- Records shown:
━━━━

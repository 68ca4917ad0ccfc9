pub mod commodity;
pub mod events;
pub mod market;

use rand::rngs::StdRng;
use rand::seq::index;
use rand::{Rng, SeedableRng};
use serde::Serialize;
use tracing::{debug, info};

use crate::game::player::Player;
use crate::game::star_system::StarSystem;
use crate::protocol::GridCoord;

use commodity::Commodity;
use events::{MarketEvent, MarketEventKind};
use market::{Market, MarketCache, MarketEntry};

// ── Trade results ───────────────────────────────────────────────────

#[derive(Debug, Clone, PartialEq, Eq, thiserror::Error)]
pub enum TradeError {
    #[error("Commodity not found")]
    NotFound,
    #[error("Quantity must be positive")]
    InvalidQuantity,
    #[error("Not enough stock available")]
    InsufficientStock { requested: u32, available: u32 },
    #[error("Not enough credits")]
    InsufficientFunds { needed: i64, available: i64 },
    #[error("Not enough cargo space")]
    InsufficientCargoSpace { requested: u32, free: u32 },
    #[error("Not enough in cargo")]
    InsufficientCargoToSell { requested: u32, held: u32 },
    #[error("No market here")]
    NoMarket,
}

#[derive(Debug, Clone, PartialEq, Eq, Serialize)]
pub struct TradeReceipt {
    pub commodity: String,
    pub quantity: u32,
    pub unit_price: i64,
    pub total: i64,
    pub message: &'static str,
}

/// A profitable route from the current system to a known one.
#[derive(Debug, Clone, Serialize)]
pub struct TradeDeal {
    pub commodity: String,
    pub from_system: String,
    pub to_system: String,
    pub to_coord: GridCoord,
    pub buy_price: i64,
    pub sell_price: i64,
    pub profit_per_unit: i64,
    pub quantity_available: u32,
}

#[derive(Debug, Clone, Copy, PartialEq, Eq)]
pub enum PriceTrend {
    Rising,
    Falling,
    Stable,
    Unknown,
}

impl PriceTrend {
    pub fn arrow(self) -> &'static str {
        match self {
            PriceTrend::Rising => "↑",
            PriceTrend::Falling => "↓",
            PriceTrend::Stable => "→",
            PriceTrend::Unknown => "?",
        }
    }
}

/// Default seconds of simulated time between economy ticks.
pub const DEFAULT_TICK_INTERVAL: f32 = 300.0;

// ── Economy ─────────────────────────────────────────────────────────

/// Owns the commodity catalog, the per-system market cache and the active
/// market events. `tick` is the only path that walks prices.
pub struct Economy {
    commodities: Vec<Commodity>,
    markets: MarketCache,
    active_events: Vec<MarketEvent>,
    rng: StdRng,
    tick_interval: f32,
    elapsed: f32,
    ticks: u64,
}

impl Economy {
    pub fn new(seed: u64) -> Self {
        let mut rng = StdRng::seed_from_u64(seed);
        let commodities = commodity::default_catalog(&mut rng);
        Self::with_catalog(commodities, rng)
    }

    pub fn with_catalog(commodities: Vec<Commodity>, rng: StdRng) -> Self {
        Self {
            commodities,
            markets: MarketCache::new(),
            active_events: Vec::new(),
            rng,
            tick_interval: DEFAULT_TICK_INTERVAL,
            elapsed: 0.0,
            ticks: 0,
        }
    }

    pub fn with_tick_interval(mut self, seconds: f32) -> Self {
        self.tick_interval = seconds;
        self
    }

    pub fn commodities(&self) -> &[Commodity] {
        &self.commodities
    }

    pub fn commodity(&self, name: &str) -> Option<&Commodity> {
        self.commodities.iter().find(|c| c.name() == name)
    }

    pub fn markets(&self) -> &MarketCache {
        &self.markets
    }

    pub fn active_events(&self) -> &[MarketEvent] {
        &self.active_events
    }

    pub fn ticks(&self) -> u64 {
        self.ticks
    }

    // ── Markets ─────────────────────────────────────────────────────

    /// Returns the market snapshot for `system`, materializing it on a miss.
    pub fn get_market(&mut self, system: &StarSystem) -> &Market {
        self.market_mut(system)
    }

    fn market_mut(&mut self, system: &StarSystem) -> &mut Market {
        let commodities = &self.commodities;
        let events = &self.active_events;
        let rng = &mut self.rng;
        self.markets
            .get_or_build(system.coord, || build_market(commodities, events, system, rng))
    }

    // ── Trading ─────────────────────────────────────────────────────

    /// Buys `quantity` units for the player. Checks run in order: stock,
    /// credits, cargo space. Nothing changes on failure.
    pub fn buy(
        &mut self,
        player: &mut Player,
        system: &StarSystem,
        name: &str,
        quantity: u32,
    ) -> Result<TradeReceipt, TradeError> {
        let entry = self.market_mut(system).entry_mut(name).ok_or(TradeError::NotFound)?;
        if quantity == 0 {
            return Err(TradeError::InvalidQuantity);
        }
        if quantity > entry.quantity {
            return Err(TradeError::InsufficientStock {
                requested: quantity,
                available: entry.quantity,
            });
        }
        let total = entry.buy_price * quantity as i64;
        if player.credits < total {
            return Err(TradeError::InsufficientFunds {
                needed: total,
                available: player.credits,
            });
        }
        let free = player.cargo_space_remaining();
        if free < quantity || !player.add_cargo(name, quantity) {
            return Err(TradeError::InsufficientCargoSpace {
                requested: quantity,
                free,
            });
        }

        player.credits -= total;
        entry.quantity -= quantity;

        info!(
            "Bought {} x {} at {} in {:?} for {}",
            quantity, name, entry.buy_price, system.coord, total
        );

        Ok(TradeReceipt {
            commodity: name.to_string(),
            quantity,
            unit_price: entry.buy_price,
            total,
            message: "Purchase successful",
        })
    }

    /// Sells `quantity` units from the player's hold back to the market.
    pub fn sell(
        &mut self,
        player: &mut Player,
        system: &StarSystem,
        name: &str,
        quantity: u32,
    ) -> Result<TradeReceipt, TradeError> {
        let entry = self.market_mut(system).entry_mut(name).ok_or(TradeError::NotFound)?;
        if quantity == 0 {
            return Err(TradeError::InvalidQuantity);
        }
        let held = player.cargo_quantity(name);
        if held < quantity || !player.remove_cargo(name, quantity) {
            return Err(TradeError::InsufficientCargoToSell {
                requested: quantity,
                held,
            });
        }

        let total = entry.sell_price * quantity as i64;
        player.credits += total;
        entry.quantity += quantity;

        info!(
            "Sold {} x {} at {} in {:?} for {}",
            quantity, name, entry.sell_price, system.coord, total
        );

        Ok(TradeReceipt {
            commodity: name.to_string(),
            quantity,
            unit_price: entry.sell_price,
            total,
            message: "Sale successful",
        })
    }

    // ── Simulation ──────────────────────────────────────────────────

    /// Accumulates simulated time and runs a tick each time the interval
    /// elapses. Returns the number of ticks run.
    pub fn update(&mut self, delta_time: f32) -> u32 {
        if self.tick_interval <= 0.0 {
            return 0;
        }
        self.elapsed += delta_time;
        let mut ran = 0;
        while self.elapsed >= self.tick_interval {
            self.elapsed -= self.tick_interval;
            self.tick();
            ran += 1;
        }
        ran
    }

    /// Walks every commodity's price state, ages market events, then drops
    /// every cached market.
    pub fn tick(&mut self) {
        for commodity in &mut self.commodities {
            commodity.update_price_state(&mut self.rng);
        }

        for event in &mut self.active_events {
            event.remaining_days = event.remaining_days.saturating_sub(1);
        }
        let before = self.active_events.len();
        self.active_events.retain(|e| e.remaining_days > 0);
        let expired = before - self.active_events.len();

        self.markets.invalidate_all();
        self.ticks += 1;

        debug!(
            "Economy tick {}: {} events expired, {} active",
            self.ticks,
            expired,
            self.active_events.len()
        );
    }

    pub fn price_trend(&self, name: &str) -> PriceTrend {
        match self.commodity(name) {
            Some(c) if c.price_state() > 0.2 => PriceTrend::Rising,
            Some(c) if c.price_state() < -0.2 => PriceTrend::Falling,
            Some(_) => PriceTrend::Stable,
            None => PriceTrend::Unknown,
        }
    }

    /// Finds the most profitable single-hop trades from `origin` to any of
    /// `known_systems`, best first.
    pub fn best_deals(
        &mut self,
        origin: &StarSystem,
        known_systems: &[&StarSystem],
        top_n: usize,
    ) -> Vec<TradeDeal> {
        self.market_mut(origin);
        for dest in known_systems {
            self.market_mut(dest);
        }

        let Some(origin_market) = self.markets.get(origin.coord) else {
            return Vec::new();
        };

        let mut deals = Vec::new();
        for item in origin_market.entries.iter().filter(|e| e.quantity > 0) {
            for dest in known_systems.iter().filter(|d| d.coord != origin.coord) {
                let Some(dest_item) = self
                    .markets
                    .get(dest.coord)
                    .and_then(|m| m.entry(&item.name))
                else {
                    continue;
                };
                let profit = dest_item.sell_price - item.buy_price;
                if profit > 0 {
                    deals.push(TradeDeal {
                        commodity: item.name.clone(),
                        from_system: origin.name.clone(),
                        to_system: dest.name.clone(),
                        to_coord: dest.coord,
                        buy_price: item.buy_price,
                        sell_price: dest_item.sell_price,
                        profit_per_unit: profit,
                        quantity_available: item.quantity,
                    });
                }
            }
        }

        deals.sort_by(|a, b| b.profit_per_unit.cmp(&a.profit_per_unit));
        deals.truncate(top_n);
        deals
    }

    /// Rolls a random market event in `system` and applies it.
    pub fn trigger_event(&mut self, system: &StarSystem) -> MarketEvent {
        let kind = MarketEventKind::ALL[self.rng.gen_range(0..MarketEventKind::ALL.len())];
        let duration_days = self.rng.gen_range(3..=10);
        let count = self.rng.gen_range(1..=3).min(self.commodities.len());
        let picked = index::sample(&mut self.rng, self.commodities.len(), count).into_vec();
        self.apply_event(system, kind, duration_days, &picked)
    }

    /// Applies an event of a known kind to the commodities at `indices`.
    pub fn apply_event(
        &mut self,
        system: &StarSystem,
        kind: MarketEventKind,
        duration_days: u32,
        indices: &[usize],
    ) -> MarketEvent {
        let mut names = Vec::with_capacity(indices.len());
        for &i in indices {
            if let Some(commodity) = self.commodities.get_mut(i) {
                commodity.apply_price_shock(kind.price_modifier());
                names.push(commodity.name().to_string());
            }
        }
        self.markets.invalidate(system.coord);

        let event = MarketEvent {
            kind,
            system: system.coord,
            system_name: system.name.clone(),
            duration_days,
            remaining_days: duration_days,
            description: kind.describe(&system.name, &names),
            commodities: names,
        };
        info!("Market event: {}", event.description);
        self.active_events.push(event.clone());
        event
    }
}

fn build_market<R: Rng>(
    commodities: &[Commodity],
    events: &[MarketEvent],
    system: &StarSystem,
    rng: &mut R,
) -> Market {
    let entries = commodities
        .iter()
        .enumerate()
        .map(|(i, commodity)| {
            let buy_price = commodity.price(system);
            let mut quantity = commodity.quantity(system, rng);
            for event in events.iter().filter(|e| e.affects(system.coord, commodity.name())) {
                quantity = (quantity as f64 * event.kind.quantity_modifier()).round() as u32;
            }
            MarketEntry {
                commodity: i,
                name: commodity.name().to_string(),
                category: commodity.category(),
                buy_price,
                sell_price: market::sell_price_for(buy_price),
                quantity,
            }
        })
        .collect();
    Market::new(system.coord, entries)
}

━━━━

- Work task: When you reach the line with "let held = player.cargo_quantity(name);" in the records above, start writing out lines exactly, and stop once the line with "self.active_events.retain(|e| e.remaining_days >" has been written; include nothing else.

- Your solution:
        let held = player.cargo_quantity(name);
        if held < quantity || !player.remove_cargo(name, quantity) {
            return Err(TradeError::InsufficientCargoToSell {
                requested: quantity,
                held,
            });
        }

        let total = entry.sell_price * quantity as i64;
        player.credits += total;
        entry.quantity += quantity;

        info!(
            "Sold {} x {} at {} in {:?} for {}",
            quantity, name, entry.sell_price, system.coord, total
        );

        Ok(TradeReceipt {
            commodity: name.to_string(),
            quantity,
            unit_price: entry.sell_price,
            total,
            message: "Sale successful",
        })
    }

    // ── Simulation ──────────────────────────────────────────────────

    /// Accumulates simulated time and runs a tick each time the interval
    /// elapses. Returns the number of ticks run.
    pub fn update(&mut self, delta_time: f32) -> u32 {
        if self.tick_interval <= 0.0 {
            return 0;
        }
        self.elapsed += delta_time;
        let mut ran = 0;
        while self.elapsed >= self.tick_interval {
            self.elapsed -= self.tick_interval;
            self.tick();
            ran += 1;
        }
        ran
    }

    /// Walks every commodity's price state, ages market events, then drops
    /// every cached market.
    pub fn tick(&mut self) {
        for commodity in &mut self.commodities {
            commodity.update_price_state(&mut self.rng);
        }

        for event in &mut self.active_events {
            event.remaining_days = event.remaining_days.saturating_sub(1);
        }
        let before = self.active_events.len();
        self.active_events.retain(|e| e.remaining_days > 0);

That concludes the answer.